これ、悪役として描いてるようでいて、私は簡単に責められなかったんです。
たぶん奈美だって、長年、あの頑固な夫と一緒に店をやってきて、体も心も限界を感じてる。
「このままじゃ私たち、いつまで働くの?」
「老後はどうするの?」
そういう現実が、契約書の紙一枚に詰まってるように見えてしまって。
愛って、綺麗事だけじゃ続かない。生活の重みがある。
だからこそ、夫婦の温度差が切なかったです。
インスタントは“裏切り”なのか、それとも“救い”なのか
最大の種明かしは、店のスープの秘密がインスタントラーメンだったこと。
天井から大量のインスタント麺が出てくるあの見せ方、笑えるのに容赦がない。バレ方が派手すぎて、もう逃げ場がない。
力也が叫ぶ「だってインスタント美味いんだ!」って、開き直りに見えて、私はどこか救いの叫びにも聞こえました。

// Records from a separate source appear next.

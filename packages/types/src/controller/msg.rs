use cosmwasm_schema::{cw_serde, QueryResponses};
use cosmwasm_std::{Binary, Coin, Decimal, Decimal256, Timestamp, Uint256};
use cw_vesting::vesting::Schedule;

#[cw_serde]
/// Message used to instantiate the controller contract.
pub struct InstantiateMsg {
    /// The code ID for the stream contract.
    pub stream_contract_code_id: u64,
    /// The code ID for the vesting contract.
    pub vesting_code_id: u64,
    /// The optional address of the protocol admin. Defaults to the sender.
    pub protocol_admin: Option<String>,
    /// The optional address of the fee collector. Defaults to the protocol admin.
    pub fee_collector: Option<String>,
    /// The fee required to create a stream. Collected from the stream creator upon stream creation.
    pub stream_creation_fee: Coin,
    /// The percentage fee charged when a user exits a stream.
    pub exit_fee_percent: Decimal256,
    /// The list of accepted denominations for the stream.
    pub accepted_in_denoms: Vec<String>,
    // Minimum time of a stream, end_time - start_time
    pub min_stream_duration: u64,
    // Minimum time of bootstrapping status, start_time - bootstrapping_start_time
    pub min_bootstrapping_duration: u64,
    // Minimum time of waiting status, bootstrapping_start_time - creation_time_of_stream
    pub min_waiting_duration: u64,
    /// Version of the terms of service the creator agrees to on stream creation.
    pub tos_version: String,
}

#[cw_serde]
#[cfg_attr(feature = "interface", derive(cw_orch::ExecuteFns))]
pub enum ExecuteMsg {
    UpdateParams {
        min_stream_duration: Option<u64>,
        min_bootstrapping_duration: Option<u64>,
        min_waiting_duration: Option<u64>,
        stream_creation_fee: Option<Coin>,
        fee_collector: Option<String>,
        accepted_in_denoms: Option<Vec<String>>,
        exit_fee_percent: Option<Decimal256>,
    },
    #[cfg_attr(feature = "interface", cw_orch(payable))]
    CreateStream {
        msg: Box<CreateStreamMsg>,
    },
    Freeze {},
    Unfreeze {},
}

#[cw_serde]
pub struct CreateStreamMsg {
    /// Treasury address, where the stream creator can withdraw the in assets at the end of the stream
    pub treasury: String,
    /// Stream admin address, where the stream creator can manage the stream, like canceling it in waiting status
    /// or finalizing it in ended status
    pub stream_admin: String,
    /// Name of the stream
    pub name: String,
    /// URL of the stream
    pub url: Option<String>,
    /// Out asset of the stream
    pub out_asset: Coin,
    /// In denom of the stream
    pub in_denom: String,
    /// Bootstrapping start time. Spelling follows the published contract schema.
    pub bootstraping_start_time: Timestamp,
    /// Stream start time
    pub start_time: Timestamp,
    /// Stream end time
    pub end_time: Timestamp,
    /// Optional threshold for the stream, if set, the stream will be cancelled if the threshold is not reached
    pub threshold: Option<Uint256>,
    /// Pool configuration for the pool created upon finalization
    pub pool_config: Option<PoolConfig>,
    /// Vesting configuration for the creator's revenue
    pub creator_vesting: Option<VestingConfig>,
    /// Vesting configuration for the subscribers' purchases
    pub subscriber_vesting: Option<VestingConfig>,
    // Salt is used to instantiate stream contracts deterministically.
    // Pass randomly generated value here. bech32 hashed would be ideal.
    pub salt: Binary,
    /// Version of the terms of service agreed to by the creator.
    pub tos_version: String,
}

#[cw_serde]
pub enum PoolConfig {
    ConcentratedLiquidity {
        // amount of out tokens reserved for the pool at finalization
        out_amount_clp: Uint256,
    },
}

#[cw_serde]
pub enum CreatePool {
    ConcentratedLiquidity {
        lower_tick: i64,
        upper_tick: i64,
        tick_spacing: u64,
        spread_factor: Decimal,
    },
}

#[cw_serde]
pub struct VestingConfig {
    pub schedule: Schedule,
    pub vesting_duration_seconds: u64,
    pub unbonding_duration_seconds: u64,
}

#[cw_serde]
#[derive(QueryResponses)]
#[cfg_attr(feature = "interface", derive(cw_orch::QueryFns))]
pub enum QueryMsg {
    #[returns(crate::controller::Params)]
    Params {},
    #[returns(bool)]
    Freezestate {},
    #[returns(u64)]
    LastStreamId {},
    /// Returns list of streams paginated by `start_after` and `limit`.
    #[returns(StreamsResponse)]
    ListStreams {
        start_after: Option<u64>,
        limit: Option<u32>,
    },
}

#[cw_serde]
pub struct StreamsResponse {
    pub streams: Vec<StreamResponse>,
}

#[cw_serde]
pub struct StreamResponse {
    pub id: u64,
    pub address: String,
}

#[cw_serde]
pub enum MigrateMsg {}
mod msg;
mod status;

pub use msg::*;
pub use status::*;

30年前、まずいと酷評され、追い詰められて、最後に手を伸ばしたのが“粉末”。
それってつまり、プライドより先に、生き残りたかったってこと。
職人としては負けかもしれない。でも人間としては、負けられなかった。
私は料理が得意な方じゃないから、インスタントに助けられた日なんて数えきれない。
疲れて帰ってきて、何もできなくて、でも温かいものだけは食べたくて。
そんな日にインスタントの湯気が救ってくれたこと、私にもある。
だから、インスタントを“恥”として隠し続けた力也の人生は、すごく歪で、すごく人間的でした。

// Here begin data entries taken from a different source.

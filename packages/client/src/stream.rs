use cascade_types::controller::{CreatePool, Params};
use cascade_types::stream::{
    AveragePriceResponse, ExecuteMsg, LatestStreamedPriceResponse, PositionResponse,
    PositionsResponse, QueryMsg, StreamResponse,
};
use cosmwasm_schema::cw_serde;
use cosmwasm_std::{
    to_json_binary, Addr, Binary, Coin, CosmosMsg, QuerierWrapper, StdResult, Uint256, WasmMsg,
};

/// StreamContract is a wrapper around Addr that provides helpers
/// for composing messages to and querying a single stream contract.
#[cw_serde]
pub struct StreamContract(pub Addr);

impl StreamContract {
    pub fn addr(&self) -> Addr {
        self.0.clone()
    }

    /// Serializes an execute message targeting this stream. The message is
    /// not sent, only composed.
    pub fn call(&self, msg: ExecuteMsg, funds: Vec<Coin>) -> StdResult<CosmosMsg> {
        let msg = to_json_binary(&msg)?;
        Ok(WasmMsg::Execute {
            contract_addr: self.addr().into(),
            msg,
            funds,
        }
        .into())
    }

    pub fn sync_stream(&self) -> StdResult<CosmosMsg> {
        self.call(ExecuteMsg::SyncStream {}, vec![])
    }

    /// Funds are the in-denom amount the position is credited with.
    pub fn subscribe(&self, funds: Vec<Coin>) -> StdResult<CosmosMsg> {
        self.call(ExecuteMsg::Subscribe {}, funds)
    }

    pub fn withdraw(&self, cap: Option<Uint256>) -> StdResult<CosmosMsg> {
        self.call(ExecuteMsg::Withdraw { cap }, vec![])
    }

    pub fn sync_position(&self) -> StdResult<CosmosMsg> {
        self.call(ExecuteMsg::SyncPosition {}, vec![])
    }

    pub fn finalize_stream(
        &self,
        new_treasury: Option<String>,
        create_pool: Option<CreatePool>,
        salt: Option<Binary>,
    ) -> StdResult<CosmosMsg> {
        self.call(
            ExecuteMsg::FinalizeStream {
                new_treasury,
                create_pool,
                salt,
            },
            vec![],
        )
    }

    pub fn exit_stream(&self, salt: Option<Binary>) -> StdResult<CosmosMsg> {
        self.call(ExecuteMsg::ExitStream { salt }, vec![])
    }

    pub fn cancel_stream(&self) -> StdResult<CosmosMsg> {
        self.call(ExecuteMsg::CancelStream {}, vec![])
    }

    pub fn stream_admin_cancel(&self) -> StdResult<CosmosMsg> {
        self.call(ExecuteMsg::StreamAdminCancel {}, vec![])
    }

    pub fn params(&self, querier: &QuerierWrapper) -> StdResult<Params> {
        querier.query_wasm_smart(self.addr(), &QueryMsg::Params {})
    }

    pub fn stream(&self, querier: &QuerierWrapper) -> StdResult<StreamResponse> {
        querier.query_wasm_smart(self.addr(), &QueryMsg::Stream {})
    }

    pub fn position(
        &self,
        querier: &QuerierWrapper,
        owner: String,
    ) -> StdResult<PositionResponse> {
        querier.query_wasm_smart(self.addr(), &QueryMsg::Position { owner })
    }

    pub fn list_positions(
        &self,
        querier: &QuerierWrapper,
        start_after: Option<String>,
        limit: Option<u32>,
    ) -> StdResult<PositionsResponse> {
        querier.query_wasm_smart(self.addr(), &QueryMsg::ListPositions { start_after, limit })
    }

    pub fn average_price(&self, querier: &QuerierWrapper) -> StdResult<AveragePriceResponse> {
        querier.query_wasm_smart(self.addr(), &QueryMsg::AveragePrice {})
    }

    pub fn last_streamed_price(
        &self,
        querier: &QuerierWrapper,
    ) -> StdResult<LatestStreamedPriceResponse> {
        querier.query_wasm_smart(self.addr(), &QueryMsg::LastStreamedPrice {})
    }

    pub fn threshold(&self, querier: &QuerierWrapper) -> StdResult<Uint256> {
        querier.query_wasm_smart(self.addr(), &QueryMsg::Threshold {})
    }

    pub fn tos(&self, querier: &QuerierWrapper, addr: Option<String>) -> StdResult<String> {
        querier.query_wasm_smart(self.addr(), &QueryMsg::ToS { addr })
    }

    pub fn creator_vesting(&self, querier: &QuerierWrapper) -> StdResult<Addr> {
        querier.query_wasm_smart(self.addr(), &QueryMsg::CreatorVesting {})
    }

    pub fn subscriber_vesting(&self, querier: &QuerierWrapper, addr: String) -> StdResult<Addr> {
        querier.query_wasm_smart(self.addr(), &QueryMsg::SubscriberVesting { addr })
    }
}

そして、その歪さを弟子への怒鳴りに変えていたことが、いちばん悲しい。
後藤の怒りは、青春の損失そのもの
2年修業して、やっと麺を教わって、次はスープ…というところで明かされる真実。
後藤が怒って去るの、当然だと思いました。
だって、彼が欲しかったのは「味」じゃなくて、「誇れる師匠」だったはずだから。
尊敬して追いかけた背中が、実はずっと“隠していた”背中だった。
そのショックって、恋に似てる。信じた分だけ、傷が深い。
私、後藤の怒りって「裏切られた!」だけじゃなく、「自分の時間を返してほしい」に近いと思うんです。
修業って、時間そのものを差し出す行為だから。
だからこそ、あの怒りには共感しかなかったです。
ホーのラストが、笑えるのに切なくて刺さる
最後に残った留学生アルバイトのホーが、味を舌で覚えていて、ラーメンを再現してしまう。

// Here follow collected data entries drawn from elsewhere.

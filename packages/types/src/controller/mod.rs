mod msg;
mod params;

pub use msg::*;
pub use params::*;
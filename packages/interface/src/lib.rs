mod controller;
mod stream;

pub use controller::CascadeControllerContract;
pub use stream::CascadeStreamContract;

ここは爽快で、「最近の若者は」って言ってた大将へのカウンターとしても気持ちいい。
…のに。
2週間後、店は閉店。
ホーはレシピを持ってベトナムに帰り、フォーの店で大繁盛。
このオチ、笑いながら「えぇぇ!」って声が出たけど、同時にものすごく現実的でした。
若い人って、義理で縛られない。
逆に言えば、義理で縛られるほどの信頼関係を作れていなかったら、あっさり去っていく。
そしてそれは残酷だけど、悪ではない。
ホーは自分の人生を選んだだけ。
ただ、そこに残された力也と奈美の“ぽっかり感”を想像すると、私は胸がきゅっとしました。
誰かを育てるって、報われる保証がない。
それでも育てたいなら、恐怖じゃなくて、誇りを渡さなきゃいけない。…そんなメッセージが、笑いの裏で刺さってくる回でした。
ミタゾノと舞の立ち位置が、今回すごく良かった
そしてやっぱり、ミタゾノは“裁かない”んですよね。
暴くけど、断罪しない。ただ淡々と、汚れを白日の下に出す。
舞は若者側として、言いたいことも多かったと思うし、現場に口を挟みたくもなる。ちょっと危うい正義感もある。
でも、そのまっすぐさがあるからこそ、今回の「最近の若い奴は」というテーマが一方通行にならず、ちゃんと揺れて見えた気がしました。
第2話って、ラーメン回の皮をかぶった「誇りと生活」と「世代のすれ違い」の話でした。
笑えるのに、見終わると、ちょっとだけ自分の働き方や、誰かへの言い方を振り返りたくなる。
私はこの回、かなり好きです。苦いのに、妙に後を引く味でした。